Lies zuerst die Klasse (4xx vs. 5xx sagt dir, auf welcher Seite du suchen musst), dann den spezifischen Code, dann den Response-Body. Der Body trägt meist die eigentliche Fehlermeldung und einen internen Fehlercode; der HTTP-Status ist nur die Kategorie. Inspiziere immer Header wie Retry-After, WWW-Authenticate und Location zusätzlich zum Status.
Schaden Nicht-2xx-Codes der SEO?
Manche schon, manche nicht.

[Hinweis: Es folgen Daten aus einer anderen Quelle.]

use anyhow::{anyhow, Context, Result};
use std::fs;
use std::path::Path;
use std::time::{SystemTime, UNIX_EPOCH};

pub const DEFAULT_SEED_START: u32 = 0x51CE_0001;

pub fn parse_seed(seed: &str) -> Result<u32> {
    let s = seed.trim();
    if s.is_empty() {
        return Err(anyhow!("empty seed"));
    }
    if let Some(hex) = s.strip_prefix("0x").or_else(|| s.strip_prefix("0X")) {
        u32::from_str_radix(hex, 16).with_context(|| format!("invalid hex seed: {s}"))
    } else {
        s.parse::<u32>()
            .with_context(|| format!("invalid decimal seed: {s}"))
    }
}

pub fn seed_to_hex(seed: u32) -> String {
    format!("0x{seed:08x}")
}

pub fn parse_seed_csv(input: &str) -> Result<Vec<u32>> {
    let seeds = input
        .split(',')
        .map(str::trim)
        .filter(|token| !token.is_empty())
        .map(parse_seed)
        .collect::<Result<Vec<_>>>()?;
    if seeds.is_empty() {
        return Err(anyhow!("no seeds parsed from --seeds"));
    }
    Ok(seeds)
}

/// One seed per line; blank lines and `#` comments are skipped.
pub fn parse_seed_file(path: &Path) -> Result<Vec<u32>> {
    let data = fs::read_to_string(path)
        .with_context(|| format!("failed reading seed file {}", path.display()))?;
    let seeds = data
        .lines()
        .map(str::trim)
        .filter(|line| !line.is_empty() && !line.starts_with('#'))
        .map(parse_seed)
        .collect::<Result<Vec<_>>>()?;
    if seeds.is_empty() {
        return Err(anyhow!("seed file {} had no seeds", path.display()));
    }
    Ok(seeds)
}

/// Explicit seeds win over a file, which wins over an LCG run from `seed_start`.
pub fn resolve_seeds(
    seeds: Option<&str>,
    seed_file: Option<&Path>,
    seed_start: Option<&str>,
    seed_count: u32,
) -> Result<Vec<u32>> {
    if let Some(csv) = seeds {
        return parse_seed_csv(csv);
    }
    if let Some(path) = seed_file {
        return parse_seed_file(path);
    }

    let mut cur = match seed_start {
        Some(start) => parse_seed(start)?,
        None => DEFAULT_SEED_START,
    };
    let mut out = Vec::with_capacity(seed_count as usize);
    for _ in 0..seed_count {
        out.push(cur);
        cur = cur.wrapping_mul(1_664_525).wrapping_add(1_013_904_223);
    }
    Ok(out)
}

pub fn timestamp_suffix() -> String {
    let now = SystemTime::now()
        .duration_since(UNIX_EPOCH)
        .unwrap_or_default()
        .as_secs();
    format!("{now}")
}

#[cfg(test)]
mod tests {
    use super::*;

    #[test]
    fn seeds_parse_in_hex_and_decimal() -> Result<()> {
        assert_eq!(parse_seed("0x10")?, 16);
        assert_eq!(parse_seed(" 42 ")?, 42);
        assert!(parse_seed("").is_err());
        assert!(parse_seed("0xZZ").is_err());
        assert_eq!(seed_to_hex(0xBEEF), "0x0000beef");
        Ok(())
    }

    #[test]
    fn csv_skips_empty_tokens() -> Result<()> {
        assert_eq!(parse_seed_csv("1, ,0x2,")?, vec![1, 2]);
        assert!(parse_seed_csv(" , ").is_err());
        Ok(())
    }

    #[test]
    fn generated_seeds_are_distinct_and_repeatable() -> Result<()> {
        let a = resolve_seeds(None, None, Some("7"), 16)?;
        let b = resolve_seeds(None, None, Some("7"), 16)?;
        assert_eq!(a, b);
        assert_eq!(a[0], 7);
        let mut sorted = a.clone();
        sorted.sort_unstable();
        sorted.dedup();
        assert_eq!(sorted.len(), 16);
        assert_eq!(resolve_seeds(Some("3,4"), None, Some("7"), 16)?, vec![3, 4]);
        Ok(())
    }
}
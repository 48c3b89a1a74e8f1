use std::collections::BTreeMap;
use std::fmt;

use glam::Vec2;
use serde::{Deserialize, Serialize};

use crate::constants::{kind_profile, KindProfile};
use crate::error::RuleCode;

#[derive(Clone, Copy, Debug, PartialEq, Eq, Hash, PartialOrd, Ord, Serialize, Deserialize)]
#[serde(transparent)]
pub struct FruitId(pub u32);

impl fmt::Display for FruitId {
    fn fmt(&self, f: &mut fmt::Formatter<'_>) -> fmt::Result {
        write!(f, "fruit#{}", self.0)
    }
}

#[derive(Clone, Copy, Debug, PartialEq, Eq, Hash, Serialize, Deserialize)]
#[serde(rename_all = "snake_case")]
pub enum FruitKind {
    Apple,
    Banana,
    Peach,
    Strawberry,
    Watermelon,
    Bomb,
}

impl FruitKind {
    pub fn profile(self) -> KindProfile {
        kind_profile(self)
    }

    pub fn is_bomb(self) -> bool {
        self.profile().is_bomb
    }
}

#[derive(Clone, Copy, Debug, PartialEq, Eq, Serialize, Deserialize)]
#[serde(rename_all = "snake_case")]
pub enum FruitState {
    Falling,
    Sliced,
    Missed,
    Expired,
}

impl FruitState {
    pub fn is_terminal(self) -> bool {
        !matches!(self, Self::Falling)
    }
}

#[derive(Clone, Debug, PartialEq)]
pub struct Fruit {
    pub id: FruitId,
    pub kind: FruitKind,
    pub position: Vec2,
    pub velocity: Vec2,
    pub angular_velocity: f32,
    pub rotation: f32,
    pub radius: f32,
    pub spawned_at: f64,
    pub state: FruitState,
    /// Session time at which the fruit left `Falling`.
    pub resolved_at: Option<f64>,
    /// Position when the current frame began; the swept test runs from here.
    pub frame_origin: Vec2,
}

impl Fruit {
    pub fn new(
        id: FruitId,
        kind: FruitKind,
        position: Vec2,
        velocity: Vec2,
        base_radius: f32,
        spawned_at: f64,
    ) -> Self {
        Self {
            id,
            kind,
            position,
            velocity,
            angular_velocity: 0.0,
            rotation: 0.0,
            radius: base_radius * kind.profile().radius_scale,
            spawned_at,
            state: FruitState::Falling,
            resolved_at: None,
            frame_origin: position,
        }
    }

    pub fn with_spin(mut self, angular_velocity: f32) -> Self {
        self.angular_velocity = angular_velocity;
        self
    }

    pub fn is_falling(&self) -> bool {
        self.state == FruitState::Falling
    }
}

/// The active fruit population. Ordered by id so every pass over it visits
/// fruits in the same order on every run.
#[derive(Clone, Debug, Default)]
pub struct FruitSet {
    fruits: BTreeMap<FruitId, Fruit>,
    next_id: u32,
}

impl FruitSet {
    pub fn new() -> Self {
        Self::default()
    }

    pub fn allocate_id(&mut self) -> FruitId {
        let id = FruitId(self.next_id);
        self.next_id = self.next_id.wrapping_add(1);
        id
    }

    pub fn insert(&mut self, fruit: Fruit) {
        self.fruits.insert(fruit.id, fruit);
    }

    pub fn get(&self, id: FruitId) -> Option<&Fruit> {
        self.fruits.get(&id)
    }

    pub fn len(&self) -> usize {
        self.fruits.len()
    }

    pub fn is_empty(&self) -> bool {
        self.fruits.is_empty()
    }

    pub fn iter(&self) -> impl Iterator<Item = &Fruit> {
        self.fruits.values()
    }

    pub fn iter_mut(&mut self) -> impl Iterator<Item = &mut Fruit> {
        self.fruits.values_mut()
    }

    pub fn entries(&self) -> impl Iterator<Item = (&FruitId, &Fruit)> {
        self.fruits.iter()
    }

    pub fn falling_count(&self) -> usize {
        self.fruits.values().filter(|fruit| fruit.is_falling()).count()
    }

    pub fn mark_frame_origins(&mut self) {
        for fruit in self.fruits.values_mut() {
            fruit.frame_origin = fruit.position;
        }
    }

    /// Moves a falling fruit into a terminal state. Anything else is a core bug.
    pub fn resolve(&mut self, id: FruitId, state: FruitState, now: f64) -> Result<(), RuleCode> {
        let fruit = self
            .fruits
            .get_mut(&id)
            .ok_or(RuleCode::FruitIdMismatch)?;
        if !state.is_terminal() || fruit.state.is_terminal() {
            return Err(RuleCode::FruitIllegalTransition);
        }
        fruit.state = state;
        fruit.resolved_at = Some(now);
        Ok(())
    }

    /// Deletes terminal fruits whose grace period has run out; returns how
    /// many were removed.
    pub fn purge_resolved(&mut self, now: f64, grace: f64) -> usize {
        let before = self.fruits.len();
        self.fruits.retain(|_, fruit| match fruit.resolved_at {
            Some(resolved_at) => now - resolved_at < grace,
            None => true,
        });
        before - self.fruits.len()
    }

    pub fn clear(&mut self) {
        self.fruits.clear();
    }
}
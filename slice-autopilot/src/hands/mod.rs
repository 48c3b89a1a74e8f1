//! Synthetic hands: scripted stand-ins for a landmark detector.
//!
//! Each hand sees the previous frame's snapshot and produces the samples a
//! detector would have reported for the next frame, including sensor noise
//! and the occasional low-confidence reading.

use glam::Vec2;
use serde::Serialize;
use slice_core::rng::SeededRng;
use slice_core::snapshot::FrameSnapshot;
use slice_core::tracker::HandSample;

mod hunter;
mod roster;
mod sweeper;

pub use roster::{create_hand, describe_hands, hand_fingerprint, hand_ids, hand_manifest_entries};

pub trait SyntheticHand {
    fn id(&self) -> &'static str;
    fn description(&self) -> &'static str;
    fn reset(&mut self, seed: u32);
    /// Samples for the frame that ends at `now`, oldest first.
    fn next_samples(&mut self, snapshot: &FrameSnapshot, now: f64) -> Vec<HandSample>;
}

#[derive(Clone, Debug, Serialize)]
pub struct HandManifestEntry {
    pub id: String,
    pub family: String,
    pub description: String,
    pub config_hash: String,
    pub config: serde_json::Value,
}

/// Sensor model shared by every hand.
#[derive(Clone, Copy, Debug, Serialize)]
pub struct SensorConfig {
    pub sample_rate_hz: f64,
    /// Half-width of the uniform position noise, in field units.
    pub jitter: f32,
    pub low_confidence_chance: f32,
}

/// Emits detector readings at a fixed rate, decoupled from the frame rate.
#[derive(Clone, Debug)]
pub(crate) struct Sensor {
    config: SensorConfig,
    rng: SeededRng,
    next_sample_at: f64,
}

impl Sensor {
    pub(crate) fn new(config: SensorConfig) -> Self {
        Self {
            config,
            rng: SeededRng::new(1),
            next_sample_at: 0.0,
        }
    }

    pub(crate) fn reset(&mut self, seed: u32) {
        // Decorrelate sensor noise from the session's spawn stream.
        self.rng = SeededRng::new(seed ^ 0x9E37_79B9);
        self.next_sample_at = 0.0;
    }

    pub(crate) fn interval(&self) -> f64 {
        1.0 / self.config.sample_rate_hz
    }

    pub(crate) fn next_sample_at(&self) -> f64 {
        self.next_sample_at
    }

    /// After a long gap, moves the next reading up to the current frame
    /// instead of replaying the gap.
    pub(crate) fn catch_up(&mut self, now: f64) {
        let interval = self.interval();
        if self.next_sample_at + interval < now - interval {
            self.next_sample_at = now;
        }
    }

    /// Timestamps due in the frame ending at `now`.
    pub(crate) fn due(&mut self, now: f64) -> Vec<f64> {
        self.catch_up(now);
        let interval = self.interval();
        let mut due = Vec::new();
        while self.next_sample_at <= now {
            due.push(self.next_sample_at);
            self.next_sample_at += interval;
        }
        due
    }

    /// Skips any due timestamps without reading, as when the hand is out of
    /// the camera's view.
    pub(crate) fn skip_until(&mut self, now: f64) {
        while self.next_sample_at <= now {
            self.next_sample_at += self.interval();
        }
    }

    pub(crate) fn read(&mut self, timestamp: f64, ideal: Vec2) -> HandSample {
        let jitter = self.config.jitter;
        let noise = Vec2::new(
            self.rng.next_range_f32(-jitter, jitter),
            self.rng.next_range_f32(-jitter, jitter),
        );
        let confidence = if self.rng.chance(self.config.low_confidence_chance) {
            self.rng.next_range_f32(0.05, 0.35)
        } else {
            self.rng.next_range_f32(0.85, 1.0)
        };
        let position = ideal + noise;
        HandSample::new(timestamp, position.x, position.y, confidence)
    }
}

/// Never enters the camera's view.
pub(crate) struct IdleHand;

impl SyntheticHand for IdleHand {
    fn id(&self) -> &'static str {
        "idle"
    }

    fn description(&self) -> &'static str {
        "No hand in view. Baseline for how long a round lasts untouched."
    }

    fn reset(&mut self, _seed: u32) {}

    fn next_samples(&mut self, _snapshot: &FrameSnapshot, _now: f64) -> Vec<HandSample> {
        Vec::new()
    }
}
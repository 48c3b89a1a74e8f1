//! Trajectory tracking.
//!
//! The tracker is the only place raw hand samples enter the core. Everything
//! downstream sees smoothed, ordered, time-bounded points.

use glam::Vec2;
use serde::{Deserialize, Serialize};

use crate::config::GameConfig;
use crate::error::InputAnomaly;

/// One landmark reading from the external detector.
#[derive(Clone, Copy, Debug, PartialEq, Serialize, Deserialize)]
pub struct HandSample {
    pub timestamp: f64,
    pub position: Vec2,
    pub confidence: f32,
}

impl HandSample {
    pub fn new(timestamp: f64, x: f32, y: f32, confidence: f32) -> Self {
        Self {
            timestamp,
            position: Vec2::new(x, y),
            confidence,
        }
    }
}

#[derive(Clone, Copy, Debug, PartialEq, Serialize, Deserialize)]
pub struct PathPoint {
    pub position: Vec2,
    pub timestamp: f64,
    pub velocity: Vec2,
}

#[derive(Clone, Debug)]
pub struct TrajectoryTracker {
    confidence_threshold: f32,
    retention_window: f64,
    smoothing: f32,
    path: Vec<PathPoint>,
    filtered: Option<Vec2>,
    last_accepted_at: Option<f64>,
}

impl TrajectoryTracker {
    pub fn new(config: &GameConfig) -> Self {
        Self {
            confidence_threshold: config.confidence_threshold,
            retention_window: config.retention_window_seconds,
            smoothing: config.tracker_smoothing,
            path: Vec::new(),
            filtered: None,
            last_accepted_at: None,
        }
    }

    pub fn ingest(&mut self, sample: HandSample) -> Result<(), InputAnomaly> {
        if !sample.timestamp.is_finite() || !sample.position.is_finite() {
            return Err(InputAnomaly::NonFinite);
        }
        if sample.confidence < self.confidence_threshold || sample.confidence.is_nan() {
            return Err(InputAnomaly::LowConfidence);
        }
        if self
            .last_accepted_at
            .is_some_and(|last| sample.timestamp <= last)
        {
            return Err(InputAnomaly::OutOfOrder);
        }
        self.last_accepted_at = Some(sample.timestamp);

        let smoothed = match self.filtered {
            Some(previous) => previous + (sample.position - previous) * self.smoothing,
            None => sample.position,
        };
        self.filtered = Some(smoothed);

        let velocity = match self.path.last() {
            Some(last) => {
                // Divide in f64: timestamps a few ulps apart round to a zero f32 gap.
                let elapsed = sample.timestamp - last.timestamp;
                let delta = (smoothed - last.position).as_dvec2();
                (delta / elapsed).as_vec2()
            }
            None => Vec2::ZERO,
        };

        self.path.push(PathPoint {
            position: smoothed,
            timestamp: sample.timestamp,
            velocity,
        });
        self.prune(sample.timestamp);

        Ok(())
    }

    /// Drops points older than `now - retention_window`. An emptied path also
    /// resets the smoothing filter so the next stroke does not start from a
    /// stale position.
    pub fn prune(&mut self, now: f64) {
        let cutoff = now - self.retention_window;
        let expired = self
            .path
            .iter()
            .take_while(|point| point.timestamp < cutoff)
            .count();
        self.path.drain(..expired);
        if self.path.is_empty() {
            self.filtered = None;
        }
    }

    pub fn current_path(&self) -> &[PathPoint] {
        &self.path
    }

    pub fn len(&self) -> usize {
        self.path.len()
    }

    pub fn is_empty(&self) -> bool {
        self.path.is_empty()
    }

    pub fn newest(&self) -> Option<&PathPoint> {
        self.path.last()
    }

    /// Velocity at the newest point; zero until two points exist.
    pub fn instant_velocity(&self) -> Vec2 {
        if self.path.len() < 2 {
            return Vec2::ZERO;
        }
        self.path.last().map_or(Vec2::ZERO, |point| point.velocity)
    }

    pub fn last_sample_at(&self) -> Option<f64> {
        self.last_accepted_at
    }

    pub fn retention_window(&self) -> f64 {
        self.retention_window
    }

    pub fn reset(&mut self) {
        self.path.clear();
        self.filtered = None;
        self.last_accepted_at = None;
    }
}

Lang anhaltende 5xx-Antworten signalisieren eine unzuverlässige Seite und Suchmaschinen reduzieren irgendwann die Crawl-Frequenz. 301/308-Weiterleitungen geben Linkkraft weiter; 302/307 nicht. 410 entfernt Seiten aus dem Index; 404er bleiben länger hängen. 200 mit einem Soft-404-Body (eine echte „nicht gefunden“-Seite, die 200 zurückgibt) ist schlechter für SEO als ein echtes 404, weil es den Index mit leeren Seiten füllt.
Wofür sind 418, 451 und andere ungewöhnliche Codes?
418 „I'm a teapot“ ist der berühmte Aprilscherz-Code aus RFC 2324 — echte Dienste sollten ihn in Production niemals zurückgeben. 451 Unavailable For Legal Reasons signalisiert, dass die Ressource aufgrund einer rechtlichen Forderung blockiert ist (benannt nach Bradburys Fahrenheit 451). 429 Too Many Requests signalisiert Rate Limiting und sollte mit einem Retry-After-Header gepaart werden. 503 Service Unavailable ist der richtige Code für geplante Wartungsarbeiten.